For a long time, Ocean Waves eluded me. I was an avid Ghibli fan and eagerly bought all of the studio's films on DVD in my childhood, but Ocean Waves was the one gap in my collection. But its absence never bothered me that much; even among Ghibli aficionados, Ocean Waves is one of the lowest-rated films of the studio's 22 movies, and it's written off as the one made-for-TV movie that only hardcore Ghibli enthusiasts, and local Japanese residents, would have seen.
But in 2014, Ocean Waves finally received a Blu-ray restoration that made its way to the States, and in 2020, it was made available to stream for the first time ever on HBO Max. So I popped it on without much expectation for how it would stand up next to Ghibli's all-timers like Spirited Away or even similarly mundane coming-of-age classics like Whisper of the Heart. But as Ocean Waves lazily told its story of two high school boys whose close friendship would eventually be tested by the arrival of a new girl at their countryside school, something piqued my attention. This movie was very, very queer.
It happens early on in the film, when Taku, the insecure protagonist, recalls in a series of flashbacks his first meeting with his best friend Yutaka, a serious and somewhat mysterious classmate.
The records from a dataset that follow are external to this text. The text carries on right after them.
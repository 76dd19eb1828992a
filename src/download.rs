//! Concurrent bulk download of a planned catalog.

use std::path::{Path, PathBuf};
use std::time::Instant;

use futures::{StreamExt, stream};
use tokio::io::AsyncWriteExt;
use tokio_util::sync::CancellationToken;

use crate::catalog::FileEntry;
use crate::config::Config;
use crate::error::{Error, Result};
use crate::fs::{FileSystem, TokioFileSystem};
use crate::progress::{ProgressReporter, ProgressSink, ProgressState};
use crate::session::Session;
use crate::stats::{BatchStats, BatchStatsBuilder, FileStats, Skip};

/// Returns the worker slot a task is attributed to in the progress view.
///
/// This is a display position only; it does not reflect which pool future
/// actually runs the task.
#[must_use]
pub const fn worker_slot(index: usize, pool_size: usize) -> usize {
    if pool_size == 0 { 0 } else { index % pool_size }
}

/// Reduces a server-supplied filename to its final path component.
///
/// # Errors
///
/// Returns [`Error::InvalidFilename`] if nothing usable remains.
pub fn safe_filename(name: &str) -> Result<&str> {
    name.rsplit(['/', '\\'])
        .next()
        .filter(|n| !n.is_empty() && *n != "." && *n != "..")
        .ok_or_else(|| Error::InvalidFilename(name.to_string()))
}

/// Returns the `.part` file path for a given final path.
fn part_path(path: &Path) -> PathBuf {
    let mut name = path.as_os_str().to_os_string();
    name.push(".part");
    PathBuf::from(name)
}

/// Downloads catalog entries over a shared session.
pub struct Downloader<F: FileSystem = TokioFileSystem> {
    session: Session,
    config: Config,
    fs: F,
}

impl Downloader<TokioFileSystem> {
    /// Creates a new downloader with the default file system.
    #[must_use]
    pub const fn new(session: Session, config: Config) -> Self {
        Self {
            session,
            config,
            fs: TokioFileSystem,
        }
    }
}

impl<F: FileSystem> Downloader<F> {
    /// Creates a new downloader with a custom file system implementation.
    #[must_use]
    pub const fn with_fs(session: Session, config: Config, fs: F) -> Self {
        Self {
            session,
            config,
            fs,
        }
    }

    /// Streams one file into `dir`.
    ///
    /// The body is written to `<dir>/<filename>.part` and renamed over
    /// `<dir>/<filename>` once complete. Any status other than 200 fails the
    /// file without touching the disk.
    ///
    /// # Errors
    ///
    /// Returns an error on a non-200 status, a transport error, or an I/O error.
    pub async fn download_file(
        &self,
        access_token: &str,
        entry: &FileEntry,
        dir: &Path,
    ) -> Result<FileStats> {
        let target = dir.join(safe_filename(&entry.filename)?);
        let url = self.session.file_url(access_token, &entry.file_id)?;
        let start = Instant::now();

        let response = self.session.http().get(url.clone()).send().await?;
        if response.status() != reqwest::StatusCode::OK {
            return Err(Error::Status {
                status: response.status().as_u16(),
                url: url.to_string(),
            });
        }

        let part = part_path(&target);
        let mut file = self.fs.create_file(&part).await?;

        let mut body = response.bytes_stream();
        let written = async {
            let mut written = 0u64;
            while let Some(chunk) = body.next().await {
                let chunk = chunk?;
                file.write_all(&chunk).await?;
                written += chunk.len() as u64;
            }
            file.flush().await?;
            Ok::<u64, Error>(written)
        }
        .await;
        drop(file);

        let finished = match written {
            Ok(size) => self
                .fs
                .rename_file(&part, &target)
                .await
                .map(|()| size)
                .map_err(Error::from),
            Err(e) => Err(e),
        };

        match finished {
            Ok(size) => Ok(FileStats {
                size,
                elapsed: start.elapsed(),
            }),
            Err(e) => {
                if self.config.cleanup_on_error {
                    let _ = self.fs.remove_file(&part).await;
                }
                Err(e)
            }
        }
    }

    /// Downloads a batch with at most `pool_size` transfers in flight.
    ///
    /// Entry `i` is shown in worker slot `i % pool_size`. Only successful
    /// downloads update the progress view. Entries without a planned
    /// destination are skipped. Once `cancel` fires no further transfers
    /// start, in-flight ones finish, and the progress total is unchanged.
    pub async fn download_all(
        &self,
        label: &str,
        access_token: &str,
        entries: &[&FileEntry],
        sink: &dyn ProgressSink,
        cancel: &CancellationToken,
    ) -> BatchStats {
        let pool_size = self.config.pool_size.max(1);
        let reporter = ProgressReporter::new(
            ProgressState::new(label, entries.len(), pool_size),
            sink,
        );
        reporter.draw();

        let mut builder = BatchStatsBuilder::new(label, entries.len());
        if entries.is_empty() {
            return builder.build();
        }

        let reporter = &reporter;
        let results: Vec<_> = stream::iter(entries.iter().enumerate())
            .map(|(index, entry)| async move {
                let Some(dir) = entry.download_path.as_deref() else {
                    log::warn!("Skipping {}: no destination directory", entry.filename);
                    return Err(Skip::Unplanned);
                };
                if cancel.is_cancelled() {
                    return Err(Skip::Cancelled);
                }

                match self.download_file(access_token, entry, dir).await {
                    Ok(stats) => {
                        reporter.record_completion(worker_slot(index, pool_size), &entry.filename);
                        log::info!(
                            "Downloaded {} to {} ({} bytes in {:?})",
                            entry.filename,
                            dir.display(),
                            stats.size,
                            stats.elapsed
                        );
                        Ok(stats)
                    }
                    Err(e) => {
                        log::error!("Failed to download {}: {e}", entry.filename);
                        Err(Skip::Failed)
                    }
                }
            })
            .buffer_unordered(pool_size)
            .collect()
            .await;

        for result in results {
            match result {
                Ok(file_stats) => builder.add_download(&file_stats),
                Err(skip) => builder.add_skip(skip),
            }
        }

        builder.build()
    }
}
The two of them were the only ones to protest the cancelation of a school trip, and ended up stuck in the art classroom together writing notes to the administration that would never be read. As the pair sit in a comfortable silence in the art room, surrounded by classic Roman head busts and bathed in a pink sunset, I wondered if I had stumbled on a long-lost scene from Call Me By Your Name. Then Taku admits to the audience, "I always thought of Yutaka a bit different than my other friends," and my decision was sealed. This was the real romance of Ocean Waves.
These kind of queer-coded moments are seeded throughout the film, culminating in a dockside conversation through which a lonely saxophone plays as the two friends mull over their relationship. Unfortunately, Ocean Waves never goes for the kill, shoehorning the romance between Taku and the new girl, a fiery Tokyo transfer named Rikaku, in at the last minute. But while most of my enjoyment of watching Ocean Waves was in reading into its accidental queerness, this delicate film is not without its merits. Director Tomomi Mochizuki imbues Ocean Waves with a sense of melancholic regret and longing that is made more effective by the soft lines and lovely pastel colors of the animation. The wistful nostalgia that Ocean Waves wears on its sheer, fragile sleeves feels like a breath of fresh air among the bombast of today's animated movies.